Basilare uso della telemetria per il setup del gruppo molla/ammortizzatore

Una tecnica molto utile per la messa a punto delle sospensioni consiste nell’utilizzare gli istogrammi e l’analisi della velocità di oscillazione della ruota per valutare le impostazioni della molla e dello smorzamento. In particolare, tali grafici mettono in relazione la velocità della ruota (i valori positivi di velocità indicano la compressione, quelli negativi l’estensione) e la percentuale di campioni (ovvero statisticamente il tempo trascorso da ciascun ammortizzatore nelle fasi di compressione e di estensione). In una configurazione delle sospensioni teoricamente ideale, avremo un istogramma simmetrico con una curva a campana come quella mostrata nella figura sotto che, in dettaglio, è caratterizzata da:

  • Compressione a bassa velocità: 25%
  • Rimbalzo a bassa velocità: 25%
  • Compressione ad alta velocità: 25%
  • Rimbalzo ad alta velocità: 25%

Ricorda: la compressione veloce (fast speed bump) e l’estensione veloce (fast speed rebound) della molla dell’ammortizzatore si manifestano al passaggio su dossi, buche e cordoli del circuito. La compressione lenta (low speed bump) e l’estensione lenta (low speed rebound) della molla si verificano in frenata (ruote anteriori in compressione e posteriori in estensione) o in accelerazione (ruote anteriori in estensione e posteriori in compressione) oppure in curva, mentre l’auto si inclina (le ruote interne vanno in estensione e le ruote esterne in compressione).

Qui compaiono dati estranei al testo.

//! 内存持久层实现
//!
//! 与PostgreSQL实现保持相同的get-or-create语义，用于测试和
//! 未配置数据库的开发模式。带可切换的故障注入开关以演练
//! 会话级中止路径。

use crate::repository::ImageRepository;
use async_trait::async_trait;
use chrono::Utc;
use mia_core::{
    ImageInstance, ImageMetadata, MiaError, PersistOutcome, Result, Series, StoredBlob, Study,
};
use std::collections::HashMap;
use std::sync::atomic::{AtomicBool, Ordering};
use std::sync::Mutex;
use uuid::Uuid;

#[derive(Default)]
struct Inner {
    /// study_uid -> Study
    studies: HashMap<String, Study>,
    /// (study_id, series_uid) -> Series
    series: HashMap<(Uuid, String), Series>,
    /// (series_id, sop_instance_uid) -> ImageInstance
    instances: HashMap<(Uuid, String), ImageInstance>,
}

/// 内存影像仓库
#[derive(Default)]
pub struct MemoryImageRepository {
    inner: Mutex<Inner>,
    fail_injected: AtomicBool,
}

impl MemoryImageRepository {
    pub fn new() -> Self {
        Self::default()
    }

    /// 打开/关闭模拟的存储中断
    pub fn inject_failure(&self, fail: bool) {
        self.fail_injected.store(fail, Ordering::SeqCst);
    }

    /// 实例总数（测试辅助）
    pub fn instance_count(&self) -> usize {
        self.lock().instances.len()
    }

    /// 序列总数（测试辅助）
    pub fn series_count(&self) -> usize {
        self.lock().series.len()
    }

    fn lock(&self) -> std::sync::MutexGuard<'_, Inner> {
        self.inner.lock().unwrap_or_else(|e| e.into_inner())
    }
}

#[async_trait]
impl ImageRepository for MemoryImageRepository {
    async fn persist_instance(
        &self,
        metadata: &ImageMetadata,
        blob: &StoredBlob,
    ) -> Result<PersistOutcome> {
        if self.fail_injected.load(Ordering::SeqCst) {
            return Err(MiaError::Database("模拟存储中断".to_string()));
        }

        let study_uid = required_uid(&metadata.study_uid, "检查UID")?;
        let series_uid = required_uid(&metadata.series_uid, "序列UID")?;
        let sop_instance_uid = required_uid(&metadata.sop_instance_uid, "SOP实例UID")?;

        // 单锁覆盖三级写入，等价于单文件事务
        let mut inner = self.lock();
        let now = Utc::now();

        let mut study_created = false;
        let study_id = match inner.studies.get(&study_uid) {
            Some(study) => study.id,
            None => {
                let study = Study {
                    id: Uuid::new_v4(),
                    study_uid: study_uid.clone(),
                    patient_id: metadata.patient_id.clone(),
                    patient_name: metadata.patient_name.clone(),
                    patient_sex: metadata.patient_sex.clone(),
                    patient_birth_date: metadata.patient_birth_date.clone(),
                    modality: metadata.modality.clone().unwrap_or_else(|| "OT".to_string()),
                    description: metadata.study_description.clone(),
                    study_date: metadata.study_date.clone(),
                    created_at: now,
                    updated_at: now,
                };
                let id = study.id;
                inner.studies.insert(study_uid.clone(), study);
                study_created = true;
                id
            }
        };

        let series_key = (study_id, series_uid.clone());
        let mut series_created = false;
        let series_id = match inner.series.get(&series_key) {
            Some(series) => series.id,
            None => {
                let series = Series {
                    id: Uuid::new_v4(),
                    series_uid: series_uid.clone(),
                    study_id,
                    modality: metadata.modality.clone().unwrap_or_else(|| "OT".to_string()),
                    series_number: metadata.series_number,
                    description: metadata.series_description.clone(),
                    created_at: now,
                };
                let id = series.id;
                inner.series.insert(series_key, series);
                series_created = true;
                id
            }
        };

        let instance_key = (series_id, sop_instance_uid.clone());
        let mut instance_created = false;
        let instance_id = match inner.instances.get_mut(&instance_key) {
            Some(instance) => {
                // 重复实例：更新载荷位置，不另起一行
                instance.storage_path = blob.storage_path.clone();
                instance.file_size = blob.file_size;
                instance.content_digest = blob.content_digest.clone();
                instance.id
            }
            None => {
                let instance = ImageInstance {
                    id: Uuid::new_v4(),
                    sop_instance_uid: sop_instance_uid.clone(),
                    series_id,
                    instance_number: metadata.instance_number,
                    rows: metadata.rows,
                    columns: metadata.columns,
                    pixel_spacing: metadata.pixel_spacing.clone(),
                    slice_thickness: metadata.slice_thickness.clone(),
                    storage_path: blob.storage_path.clone(),
                    file_size: blob.file_size,
                    content_digest: blob.content_digest.clone(),
                    created_at: now,
                };
                let id = instance.id;
                inner.instances.insert(instance_key, instance);
                instance_created = true;
                id
            }
        };

        Ok(PersistOutcome {
            study_id,
            series_id,
            instance_id,
            study_uid,
            study_created,
            series_created,
            instance_created,
        })
    }

    async fn get_study_by_uid(&self, study_uid: &str) -> Result<Option<Study>> {
        Ok(self.lock().studies.get(study_uid).cloned())
    }

    async fn study_count(&self) -> Result<usize> {
        Ok(self.lock().studies.len())
    }
}

fn required_uid(uid: &Option<String>, name: &str) -> Result<String> {
    uid.as_deref()
        .filter(|u| !u.trim().is_empty())
        .map(|u| u.to_string())
        .ok_or_else(|| MiaError::MissingIdentifiers(format!("缺少{}", name)))
}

Nota: nell’istogramma sotto (telemetria MoTeC) le zone a bassa velocità di compressione ed estensione sono rappresentate in azzurro scuro mentre quelle analoghe ad alta velocità in azzurro più chiaro.

Prendiamo, a titolo di esempio, il setup aggressivo di ACC predisposto per il circuito di Brands Hatch nel quale abbiamo invece all’anteriore una estensione lenta (low speed rebound) più rigida e compressione lenta (low speed bump) più soft; ciò si traduce graficamente in una campana asimmetrica che protende leggermente verso destra (ovvero verso il bump), come mostrato in figura sotto, poiché il low bump più morbido (soft) lascia muovere la sospensione di più in compressione rispetto che in estensione (tieni presente che questa debole asimmetria non è indice di alcun problema).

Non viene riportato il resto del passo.